## PROBLEM DESCRIPTION
How many lines within the records include the word "unwrap"? Only that number should be given.

=== Begin Enclosure ===

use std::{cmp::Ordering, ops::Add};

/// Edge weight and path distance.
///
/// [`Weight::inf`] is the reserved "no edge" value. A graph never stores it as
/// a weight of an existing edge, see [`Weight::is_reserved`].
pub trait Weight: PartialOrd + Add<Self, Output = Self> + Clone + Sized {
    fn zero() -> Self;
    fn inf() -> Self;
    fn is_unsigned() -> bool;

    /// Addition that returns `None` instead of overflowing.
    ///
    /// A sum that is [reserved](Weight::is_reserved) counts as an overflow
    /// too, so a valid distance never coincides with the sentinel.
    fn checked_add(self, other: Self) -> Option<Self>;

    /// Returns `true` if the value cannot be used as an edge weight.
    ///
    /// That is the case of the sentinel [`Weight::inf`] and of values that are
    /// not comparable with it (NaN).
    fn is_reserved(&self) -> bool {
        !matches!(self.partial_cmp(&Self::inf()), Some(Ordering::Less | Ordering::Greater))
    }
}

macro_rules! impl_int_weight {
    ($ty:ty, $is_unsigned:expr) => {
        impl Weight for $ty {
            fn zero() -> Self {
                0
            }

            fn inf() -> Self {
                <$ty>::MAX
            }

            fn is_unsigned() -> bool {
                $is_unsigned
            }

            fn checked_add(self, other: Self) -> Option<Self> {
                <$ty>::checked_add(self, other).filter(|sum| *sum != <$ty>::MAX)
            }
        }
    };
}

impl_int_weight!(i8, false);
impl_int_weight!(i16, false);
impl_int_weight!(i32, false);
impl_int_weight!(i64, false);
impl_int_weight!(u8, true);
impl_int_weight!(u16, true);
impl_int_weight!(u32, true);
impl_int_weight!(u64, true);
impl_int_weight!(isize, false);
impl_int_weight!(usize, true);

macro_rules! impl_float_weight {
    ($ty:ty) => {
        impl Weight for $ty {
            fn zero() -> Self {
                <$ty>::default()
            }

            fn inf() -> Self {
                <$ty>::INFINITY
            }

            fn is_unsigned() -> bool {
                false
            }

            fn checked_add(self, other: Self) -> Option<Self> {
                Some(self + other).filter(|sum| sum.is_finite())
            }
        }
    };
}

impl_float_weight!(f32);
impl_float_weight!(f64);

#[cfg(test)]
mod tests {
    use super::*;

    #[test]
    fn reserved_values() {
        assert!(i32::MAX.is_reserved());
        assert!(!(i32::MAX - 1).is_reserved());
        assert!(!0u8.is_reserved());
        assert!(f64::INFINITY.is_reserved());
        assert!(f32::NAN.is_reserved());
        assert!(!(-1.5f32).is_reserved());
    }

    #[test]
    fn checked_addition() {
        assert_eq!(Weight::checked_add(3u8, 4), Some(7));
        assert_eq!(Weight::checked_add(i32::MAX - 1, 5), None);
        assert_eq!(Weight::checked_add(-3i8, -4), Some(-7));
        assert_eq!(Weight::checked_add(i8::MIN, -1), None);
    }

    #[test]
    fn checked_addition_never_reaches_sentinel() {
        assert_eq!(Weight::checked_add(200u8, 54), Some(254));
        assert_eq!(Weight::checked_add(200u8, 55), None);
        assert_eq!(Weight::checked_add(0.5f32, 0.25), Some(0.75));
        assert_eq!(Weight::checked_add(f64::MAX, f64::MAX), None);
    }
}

=== End Enclosure ===
=== Begin Enclosure ===

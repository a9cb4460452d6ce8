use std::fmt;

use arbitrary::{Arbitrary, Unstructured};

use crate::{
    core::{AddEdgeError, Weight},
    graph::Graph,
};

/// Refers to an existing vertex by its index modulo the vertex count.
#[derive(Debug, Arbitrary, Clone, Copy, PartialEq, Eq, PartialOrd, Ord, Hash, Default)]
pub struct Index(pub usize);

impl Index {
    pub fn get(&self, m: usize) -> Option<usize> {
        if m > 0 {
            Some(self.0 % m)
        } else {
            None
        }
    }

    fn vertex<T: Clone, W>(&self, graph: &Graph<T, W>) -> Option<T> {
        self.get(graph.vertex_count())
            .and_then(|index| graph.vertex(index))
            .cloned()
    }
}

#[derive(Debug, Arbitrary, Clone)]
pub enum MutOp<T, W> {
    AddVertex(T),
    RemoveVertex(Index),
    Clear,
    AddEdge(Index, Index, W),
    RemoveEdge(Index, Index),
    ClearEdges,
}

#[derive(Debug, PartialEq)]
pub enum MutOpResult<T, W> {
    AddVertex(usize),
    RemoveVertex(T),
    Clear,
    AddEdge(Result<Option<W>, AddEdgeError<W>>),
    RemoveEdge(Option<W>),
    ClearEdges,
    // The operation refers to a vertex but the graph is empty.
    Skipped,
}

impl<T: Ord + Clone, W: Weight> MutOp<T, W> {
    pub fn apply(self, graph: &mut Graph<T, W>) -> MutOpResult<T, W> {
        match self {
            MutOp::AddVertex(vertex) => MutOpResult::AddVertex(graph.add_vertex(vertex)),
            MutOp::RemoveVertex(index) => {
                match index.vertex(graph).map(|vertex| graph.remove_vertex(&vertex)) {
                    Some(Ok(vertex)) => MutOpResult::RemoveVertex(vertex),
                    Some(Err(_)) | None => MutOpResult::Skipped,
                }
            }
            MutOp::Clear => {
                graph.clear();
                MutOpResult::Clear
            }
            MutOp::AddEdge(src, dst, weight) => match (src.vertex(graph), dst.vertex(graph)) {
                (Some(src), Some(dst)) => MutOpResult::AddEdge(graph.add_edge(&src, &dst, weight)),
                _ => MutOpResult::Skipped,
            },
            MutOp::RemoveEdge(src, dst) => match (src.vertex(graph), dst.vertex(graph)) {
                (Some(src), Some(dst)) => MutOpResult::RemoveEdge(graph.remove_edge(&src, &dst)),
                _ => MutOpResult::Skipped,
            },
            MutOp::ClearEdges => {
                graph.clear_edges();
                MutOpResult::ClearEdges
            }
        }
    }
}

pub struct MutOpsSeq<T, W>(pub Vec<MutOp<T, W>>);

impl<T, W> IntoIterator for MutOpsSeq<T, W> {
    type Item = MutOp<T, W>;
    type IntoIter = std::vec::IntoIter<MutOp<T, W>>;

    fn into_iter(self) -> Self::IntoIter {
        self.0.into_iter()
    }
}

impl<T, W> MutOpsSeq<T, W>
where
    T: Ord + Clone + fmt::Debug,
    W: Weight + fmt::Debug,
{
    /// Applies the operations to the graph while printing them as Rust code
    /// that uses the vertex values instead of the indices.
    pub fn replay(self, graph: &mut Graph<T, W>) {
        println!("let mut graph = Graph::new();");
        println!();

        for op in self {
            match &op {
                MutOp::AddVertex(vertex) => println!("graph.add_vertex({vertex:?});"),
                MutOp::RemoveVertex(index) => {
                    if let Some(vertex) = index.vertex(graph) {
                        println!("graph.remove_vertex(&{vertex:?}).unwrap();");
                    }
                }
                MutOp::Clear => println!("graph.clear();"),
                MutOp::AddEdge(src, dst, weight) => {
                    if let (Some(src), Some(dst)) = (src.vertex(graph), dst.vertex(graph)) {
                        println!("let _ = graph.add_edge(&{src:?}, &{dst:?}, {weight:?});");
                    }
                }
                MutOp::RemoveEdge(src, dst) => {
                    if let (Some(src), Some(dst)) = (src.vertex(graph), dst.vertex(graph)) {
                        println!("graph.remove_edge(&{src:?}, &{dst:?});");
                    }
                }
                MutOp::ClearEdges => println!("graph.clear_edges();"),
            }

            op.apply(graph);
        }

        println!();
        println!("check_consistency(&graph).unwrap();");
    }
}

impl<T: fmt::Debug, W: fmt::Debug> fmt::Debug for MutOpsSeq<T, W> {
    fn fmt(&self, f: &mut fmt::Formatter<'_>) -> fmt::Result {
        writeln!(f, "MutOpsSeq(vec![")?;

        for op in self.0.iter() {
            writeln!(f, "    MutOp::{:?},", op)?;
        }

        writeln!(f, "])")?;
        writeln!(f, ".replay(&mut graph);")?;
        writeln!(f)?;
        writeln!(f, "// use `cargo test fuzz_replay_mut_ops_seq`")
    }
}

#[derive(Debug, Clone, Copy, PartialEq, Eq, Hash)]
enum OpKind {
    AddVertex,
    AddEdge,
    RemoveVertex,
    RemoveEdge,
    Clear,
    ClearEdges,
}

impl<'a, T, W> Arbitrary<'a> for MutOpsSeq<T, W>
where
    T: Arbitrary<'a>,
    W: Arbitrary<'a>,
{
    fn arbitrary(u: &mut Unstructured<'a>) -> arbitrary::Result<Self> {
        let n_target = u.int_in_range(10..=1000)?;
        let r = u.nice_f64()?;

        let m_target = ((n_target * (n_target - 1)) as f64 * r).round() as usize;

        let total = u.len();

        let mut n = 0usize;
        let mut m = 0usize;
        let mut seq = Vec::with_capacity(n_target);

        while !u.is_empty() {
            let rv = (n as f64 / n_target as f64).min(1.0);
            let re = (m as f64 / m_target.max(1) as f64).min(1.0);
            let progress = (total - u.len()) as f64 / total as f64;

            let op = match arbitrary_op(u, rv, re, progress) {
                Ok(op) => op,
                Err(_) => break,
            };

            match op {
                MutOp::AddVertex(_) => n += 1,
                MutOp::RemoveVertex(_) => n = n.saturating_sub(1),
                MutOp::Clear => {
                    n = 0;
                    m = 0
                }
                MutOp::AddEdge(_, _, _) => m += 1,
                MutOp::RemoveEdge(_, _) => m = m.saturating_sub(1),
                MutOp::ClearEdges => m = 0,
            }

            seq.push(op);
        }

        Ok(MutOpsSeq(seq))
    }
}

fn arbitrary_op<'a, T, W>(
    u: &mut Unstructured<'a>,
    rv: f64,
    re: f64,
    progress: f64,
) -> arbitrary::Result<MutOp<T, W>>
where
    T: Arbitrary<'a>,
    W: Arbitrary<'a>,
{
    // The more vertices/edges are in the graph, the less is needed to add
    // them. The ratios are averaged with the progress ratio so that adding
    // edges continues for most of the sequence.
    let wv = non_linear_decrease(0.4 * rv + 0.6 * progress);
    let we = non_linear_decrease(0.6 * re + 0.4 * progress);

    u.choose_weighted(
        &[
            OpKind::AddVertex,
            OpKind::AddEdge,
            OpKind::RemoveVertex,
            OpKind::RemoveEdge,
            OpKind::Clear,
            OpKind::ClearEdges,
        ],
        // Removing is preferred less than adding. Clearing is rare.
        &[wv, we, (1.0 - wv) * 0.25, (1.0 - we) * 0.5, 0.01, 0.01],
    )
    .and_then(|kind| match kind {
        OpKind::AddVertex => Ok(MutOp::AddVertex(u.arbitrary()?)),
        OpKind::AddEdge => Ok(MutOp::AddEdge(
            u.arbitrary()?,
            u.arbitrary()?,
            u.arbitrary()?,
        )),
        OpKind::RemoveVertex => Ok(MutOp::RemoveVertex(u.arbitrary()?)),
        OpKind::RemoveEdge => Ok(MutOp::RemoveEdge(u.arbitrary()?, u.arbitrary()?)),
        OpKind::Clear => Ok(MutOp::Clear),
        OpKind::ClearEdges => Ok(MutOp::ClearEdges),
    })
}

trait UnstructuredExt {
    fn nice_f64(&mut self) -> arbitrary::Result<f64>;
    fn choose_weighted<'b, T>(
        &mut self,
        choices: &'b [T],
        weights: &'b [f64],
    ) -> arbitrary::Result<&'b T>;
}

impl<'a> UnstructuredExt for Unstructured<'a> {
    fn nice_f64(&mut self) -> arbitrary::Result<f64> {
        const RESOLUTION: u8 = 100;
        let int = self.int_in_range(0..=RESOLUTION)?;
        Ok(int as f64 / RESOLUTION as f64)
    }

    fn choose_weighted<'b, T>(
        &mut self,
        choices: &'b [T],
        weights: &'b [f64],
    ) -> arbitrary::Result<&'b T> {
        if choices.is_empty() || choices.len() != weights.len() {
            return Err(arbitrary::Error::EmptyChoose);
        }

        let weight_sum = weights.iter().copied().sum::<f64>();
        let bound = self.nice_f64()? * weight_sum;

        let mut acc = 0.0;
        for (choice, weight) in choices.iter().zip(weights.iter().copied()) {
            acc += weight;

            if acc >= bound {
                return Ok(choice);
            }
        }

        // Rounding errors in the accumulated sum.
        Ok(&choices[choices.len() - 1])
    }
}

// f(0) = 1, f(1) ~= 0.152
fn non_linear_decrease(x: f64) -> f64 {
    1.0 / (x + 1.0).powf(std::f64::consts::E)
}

=== End Enclosure ===

## RESULT OF THIS EXERCISE
2